• **Requirement**
In the records below, find the line that contains "height: 28px;" and the line that contains "align-items: stretch;". Set down exactly those lines and every line between them, and nothing more.

(Stored data)
□ □ □

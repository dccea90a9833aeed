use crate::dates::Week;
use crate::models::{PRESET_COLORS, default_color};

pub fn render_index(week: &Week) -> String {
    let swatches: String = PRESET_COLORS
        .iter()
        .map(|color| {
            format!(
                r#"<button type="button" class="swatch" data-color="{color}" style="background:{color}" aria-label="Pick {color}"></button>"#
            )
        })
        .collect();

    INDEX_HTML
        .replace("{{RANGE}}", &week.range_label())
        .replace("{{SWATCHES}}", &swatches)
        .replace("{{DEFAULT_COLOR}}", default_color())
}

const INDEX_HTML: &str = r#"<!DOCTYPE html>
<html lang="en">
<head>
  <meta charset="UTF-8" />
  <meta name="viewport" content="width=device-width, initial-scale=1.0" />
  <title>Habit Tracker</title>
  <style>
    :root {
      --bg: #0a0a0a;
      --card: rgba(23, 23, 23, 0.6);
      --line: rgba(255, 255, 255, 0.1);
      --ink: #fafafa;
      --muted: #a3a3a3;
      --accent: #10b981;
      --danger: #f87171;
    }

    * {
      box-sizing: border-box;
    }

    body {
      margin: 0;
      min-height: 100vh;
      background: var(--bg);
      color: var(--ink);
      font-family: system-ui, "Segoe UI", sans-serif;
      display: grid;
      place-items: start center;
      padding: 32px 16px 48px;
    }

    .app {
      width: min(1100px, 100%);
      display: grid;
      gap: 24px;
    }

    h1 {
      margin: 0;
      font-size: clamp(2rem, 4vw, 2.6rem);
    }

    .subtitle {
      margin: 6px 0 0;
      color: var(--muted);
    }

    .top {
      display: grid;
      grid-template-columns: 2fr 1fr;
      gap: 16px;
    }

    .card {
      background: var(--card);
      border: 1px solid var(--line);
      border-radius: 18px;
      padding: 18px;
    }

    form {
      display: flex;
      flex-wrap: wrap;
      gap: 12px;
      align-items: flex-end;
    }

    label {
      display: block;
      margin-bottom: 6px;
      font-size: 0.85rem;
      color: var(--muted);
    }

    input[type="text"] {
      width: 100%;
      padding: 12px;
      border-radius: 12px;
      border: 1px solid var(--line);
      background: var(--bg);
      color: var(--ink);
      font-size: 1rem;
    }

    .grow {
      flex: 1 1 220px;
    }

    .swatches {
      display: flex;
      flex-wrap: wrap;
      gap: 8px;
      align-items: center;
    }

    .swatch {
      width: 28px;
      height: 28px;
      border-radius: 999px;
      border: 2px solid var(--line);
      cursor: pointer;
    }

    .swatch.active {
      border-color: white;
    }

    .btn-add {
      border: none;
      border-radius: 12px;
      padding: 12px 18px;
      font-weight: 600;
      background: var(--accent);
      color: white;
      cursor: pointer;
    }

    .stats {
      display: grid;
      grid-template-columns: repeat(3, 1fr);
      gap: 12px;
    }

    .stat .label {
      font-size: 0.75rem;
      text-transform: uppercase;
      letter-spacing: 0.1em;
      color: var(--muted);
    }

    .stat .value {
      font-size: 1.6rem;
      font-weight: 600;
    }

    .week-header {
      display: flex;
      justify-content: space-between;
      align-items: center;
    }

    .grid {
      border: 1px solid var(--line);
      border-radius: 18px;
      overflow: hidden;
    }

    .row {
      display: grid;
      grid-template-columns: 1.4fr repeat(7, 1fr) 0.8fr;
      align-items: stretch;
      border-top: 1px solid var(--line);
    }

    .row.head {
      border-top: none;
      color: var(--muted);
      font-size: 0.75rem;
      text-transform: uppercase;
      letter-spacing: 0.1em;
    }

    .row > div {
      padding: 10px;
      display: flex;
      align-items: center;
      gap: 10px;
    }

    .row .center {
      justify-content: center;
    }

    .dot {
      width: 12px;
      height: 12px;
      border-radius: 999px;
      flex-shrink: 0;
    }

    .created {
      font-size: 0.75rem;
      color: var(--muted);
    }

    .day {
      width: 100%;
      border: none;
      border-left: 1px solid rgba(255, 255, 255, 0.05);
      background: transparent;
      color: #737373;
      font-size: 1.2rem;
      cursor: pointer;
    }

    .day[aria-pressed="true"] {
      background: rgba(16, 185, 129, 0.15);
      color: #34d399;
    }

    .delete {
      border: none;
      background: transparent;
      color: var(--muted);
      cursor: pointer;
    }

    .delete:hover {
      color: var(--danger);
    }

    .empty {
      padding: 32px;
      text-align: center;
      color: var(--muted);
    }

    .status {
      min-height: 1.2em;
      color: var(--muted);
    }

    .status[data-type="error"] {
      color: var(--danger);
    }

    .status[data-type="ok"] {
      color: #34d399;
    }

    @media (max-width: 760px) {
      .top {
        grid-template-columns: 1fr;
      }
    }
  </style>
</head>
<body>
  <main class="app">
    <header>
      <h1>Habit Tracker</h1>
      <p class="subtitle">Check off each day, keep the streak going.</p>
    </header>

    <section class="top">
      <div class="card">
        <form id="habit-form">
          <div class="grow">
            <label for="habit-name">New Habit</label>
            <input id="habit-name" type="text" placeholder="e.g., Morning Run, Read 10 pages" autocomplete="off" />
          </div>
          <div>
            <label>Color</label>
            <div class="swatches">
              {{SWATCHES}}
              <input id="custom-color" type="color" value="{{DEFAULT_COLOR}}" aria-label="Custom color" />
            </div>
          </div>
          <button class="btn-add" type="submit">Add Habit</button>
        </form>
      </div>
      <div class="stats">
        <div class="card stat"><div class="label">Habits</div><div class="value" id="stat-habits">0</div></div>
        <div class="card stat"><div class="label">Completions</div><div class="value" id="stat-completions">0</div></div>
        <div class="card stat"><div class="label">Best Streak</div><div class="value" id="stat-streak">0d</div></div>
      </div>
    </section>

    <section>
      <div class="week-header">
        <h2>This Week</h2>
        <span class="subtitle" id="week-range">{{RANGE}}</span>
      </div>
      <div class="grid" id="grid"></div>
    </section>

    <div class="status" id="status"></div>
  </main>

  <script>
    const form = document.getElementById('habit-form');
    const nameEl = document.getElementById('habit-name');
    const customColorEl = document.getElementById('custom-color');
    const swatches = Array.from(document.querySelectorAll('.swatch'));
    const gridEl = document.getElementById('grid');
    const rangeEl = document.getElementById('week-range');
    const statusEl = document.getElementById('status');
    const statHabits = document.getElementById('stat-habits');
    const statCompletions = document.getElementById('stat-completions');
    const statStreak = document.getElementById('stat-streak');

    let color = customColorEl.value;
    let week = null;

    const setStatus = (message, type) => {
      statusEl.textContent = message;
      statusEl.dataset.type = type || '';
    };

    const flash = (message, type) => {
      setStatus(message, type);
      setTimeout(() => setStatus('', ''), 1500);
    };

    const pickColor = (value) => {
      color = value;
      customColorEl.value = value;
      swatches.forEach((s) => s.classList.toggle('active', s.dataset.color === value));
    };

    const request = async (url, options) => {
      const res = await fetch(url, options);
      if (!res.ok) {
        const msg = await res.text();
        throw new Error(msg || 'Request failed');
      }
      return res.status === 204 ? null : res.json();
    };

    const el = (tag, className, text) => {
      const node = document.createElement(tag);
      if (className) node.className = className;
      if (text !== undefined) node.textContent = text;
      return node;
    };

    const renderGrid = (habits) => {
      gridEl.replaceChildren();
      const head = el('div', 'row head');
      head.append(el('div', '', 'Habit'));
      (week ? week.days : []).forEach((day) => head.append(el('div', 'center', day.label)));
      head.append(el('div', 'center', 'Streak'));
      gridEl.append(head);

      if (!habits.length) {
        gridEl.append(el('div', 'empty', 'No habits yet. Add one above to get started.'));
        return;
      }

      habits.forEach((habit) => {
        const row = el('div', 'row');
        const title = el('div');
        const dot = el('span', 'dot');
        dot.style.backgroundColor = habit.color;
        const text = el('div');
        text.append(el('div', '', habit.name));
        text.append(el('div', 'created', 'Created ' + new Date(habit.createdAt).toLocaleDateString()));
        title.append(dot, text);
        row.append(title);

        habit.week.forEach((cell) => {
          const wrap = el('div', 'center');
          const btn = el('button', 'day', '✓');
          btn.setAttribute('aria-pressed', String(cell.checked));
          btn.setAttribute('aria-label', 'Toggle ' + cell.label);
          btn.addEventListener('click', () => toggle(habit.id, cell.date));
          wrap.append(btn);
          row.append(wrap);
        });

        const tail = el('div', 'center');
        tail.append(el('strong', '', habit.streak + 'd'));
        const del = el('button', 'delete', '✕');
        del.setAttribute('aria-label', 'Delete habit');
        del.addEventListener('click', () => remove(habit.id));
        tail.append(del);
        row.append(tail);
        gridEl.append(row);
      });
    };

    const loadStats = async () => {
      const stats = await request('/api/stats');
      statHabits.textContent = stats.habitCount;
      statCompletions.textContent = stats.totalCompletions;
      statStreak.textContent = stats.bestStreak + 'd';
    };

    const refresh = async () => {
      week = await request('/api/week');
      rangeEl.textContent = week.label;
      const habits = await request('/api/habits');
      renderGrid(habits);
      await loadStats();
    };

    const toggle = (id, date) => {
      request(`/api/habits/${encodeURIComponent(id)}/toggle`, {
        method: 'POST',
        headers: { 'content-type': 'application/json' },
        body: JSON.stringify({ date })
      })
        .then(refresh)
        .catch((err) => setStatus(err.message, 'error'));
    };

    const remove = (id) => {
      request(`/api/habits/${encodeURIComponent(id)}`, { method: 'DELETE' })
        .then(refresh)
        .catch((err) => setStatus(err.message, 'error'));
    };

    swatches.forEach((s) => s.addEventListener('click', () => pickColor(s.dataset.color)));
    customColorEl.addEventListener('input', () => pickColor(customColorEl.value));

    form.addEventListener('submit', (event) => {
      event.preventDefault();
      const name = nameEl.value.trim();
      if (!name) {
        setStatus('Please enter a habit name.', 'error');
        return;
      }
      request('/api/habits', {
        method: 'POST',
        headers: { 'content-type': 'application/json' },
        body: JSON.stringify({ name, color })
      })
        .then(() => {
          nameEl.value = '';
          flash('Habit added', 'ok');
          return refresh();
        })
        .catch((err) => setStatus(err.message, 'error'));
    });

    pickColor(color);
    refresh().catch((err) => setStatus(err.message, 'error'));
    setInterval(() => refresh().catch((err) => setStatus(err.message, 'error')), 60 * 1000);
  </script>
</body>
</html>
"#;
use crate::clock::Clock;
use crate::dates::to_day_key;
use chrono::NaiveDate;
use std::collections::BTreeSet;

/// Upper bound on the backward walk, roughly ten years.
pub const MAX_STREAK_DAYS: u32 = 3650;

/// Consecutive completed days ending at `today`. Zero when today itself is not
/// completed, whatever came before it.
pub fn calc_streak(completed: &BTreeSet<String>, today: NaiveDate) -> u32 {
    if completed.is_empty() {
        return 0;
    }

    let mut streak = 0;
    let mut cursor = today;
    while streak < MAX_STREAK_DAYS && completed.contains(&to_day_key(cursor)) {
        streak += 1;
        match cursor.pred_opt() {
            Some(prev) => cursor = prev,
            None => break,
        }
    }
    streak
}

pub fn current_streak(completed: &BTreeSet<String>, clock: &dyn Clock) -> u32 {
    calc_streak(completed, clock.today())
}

□ □ □

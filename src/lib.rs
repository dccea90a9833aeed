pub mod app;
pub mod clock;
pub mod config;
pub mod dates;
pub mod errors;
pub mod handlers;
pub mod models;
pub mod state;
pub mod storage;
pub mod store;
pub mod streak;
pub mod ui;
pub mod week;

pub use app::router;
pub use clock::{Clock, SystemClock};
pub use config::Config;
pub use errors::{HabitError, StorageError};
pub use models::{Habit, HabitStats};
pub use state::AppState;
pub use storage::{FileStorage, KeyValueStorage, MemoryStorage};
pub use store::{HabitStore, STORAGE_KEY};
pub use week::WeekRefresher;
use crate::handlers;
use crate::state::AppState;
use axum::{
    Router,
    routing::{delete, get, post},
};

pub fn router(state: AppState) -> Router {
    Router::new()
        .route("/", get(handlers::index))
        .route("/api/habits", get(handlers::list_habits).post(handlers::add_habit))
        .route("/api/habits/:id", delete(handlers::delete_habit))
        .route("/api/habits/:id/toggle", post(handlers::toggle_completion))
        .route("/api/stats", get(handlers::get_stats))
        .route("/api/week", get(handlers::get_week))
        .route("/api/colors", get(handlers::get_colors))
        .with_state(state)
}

□ □ □

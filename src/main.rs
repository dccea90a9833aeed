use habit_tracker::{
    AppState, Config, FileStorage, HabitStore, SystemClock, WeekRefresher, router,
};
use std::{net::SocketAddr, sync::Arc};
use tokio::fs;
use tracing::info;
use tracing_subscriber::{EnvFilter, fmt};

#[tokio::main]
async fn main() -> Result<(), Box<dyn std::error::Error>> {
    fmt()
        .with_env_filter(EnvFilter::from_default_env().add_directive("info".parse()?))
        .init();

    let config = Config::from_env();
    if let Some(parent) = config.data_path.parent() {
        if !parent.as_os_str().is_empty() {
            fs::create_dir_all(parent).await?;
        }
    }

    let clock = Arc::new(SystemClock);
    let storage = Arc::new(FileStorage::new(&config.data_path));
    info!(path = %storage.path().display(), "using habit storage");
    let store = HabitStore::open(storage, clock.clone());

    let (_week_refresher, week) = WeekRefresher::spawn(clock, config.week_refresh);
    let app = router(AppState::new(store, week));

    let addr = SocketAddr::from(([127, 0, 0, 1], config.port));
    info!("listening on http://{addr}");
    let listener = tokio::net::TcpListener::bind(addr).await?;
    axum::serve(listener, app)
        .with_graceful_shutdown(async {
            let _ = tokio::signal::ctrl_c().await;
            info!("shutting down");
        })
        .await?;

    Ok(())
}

□ □ □

• **Task solution**
      height: 28px;
      border-radius: 999px;
      border: 2px solid var(--line);
      cursor: pointer;
    }

    .swatch.active {
      border-color: white;
    }

    .btn-add {
      border: none;
      border-radius: 12px;
      padding: 12px 18px;
      font-weight: 600;
      background: var(--accent);
      color: white;
      cursor: pointer;
    }

    .stats {
      display: grid;
      grid-template-columns: repeat(3, 1fr);
      gap: 12px;
    }

    .stat .label {
      font-size: 0.75rem;
      text-transform: uppercase;
      letter-spacing: 0.1em;
      color: var(--muted);
    }

    .stat .value {
      font-size: 1.6rem;
      font-weight: 600;
    }

    .week-header {
      display: flex;
      justify-content: space-between;
      align-items: center;
    }

    .grid {
      border: 1px solid var(--line);
      border-radius: 18px;
      overflow: hidden;
    }

    .row {
      display: grid;
      grid-template-columns: 1.4fr repeat(7, 1fr) 0.8fr;
      align-items: stretch;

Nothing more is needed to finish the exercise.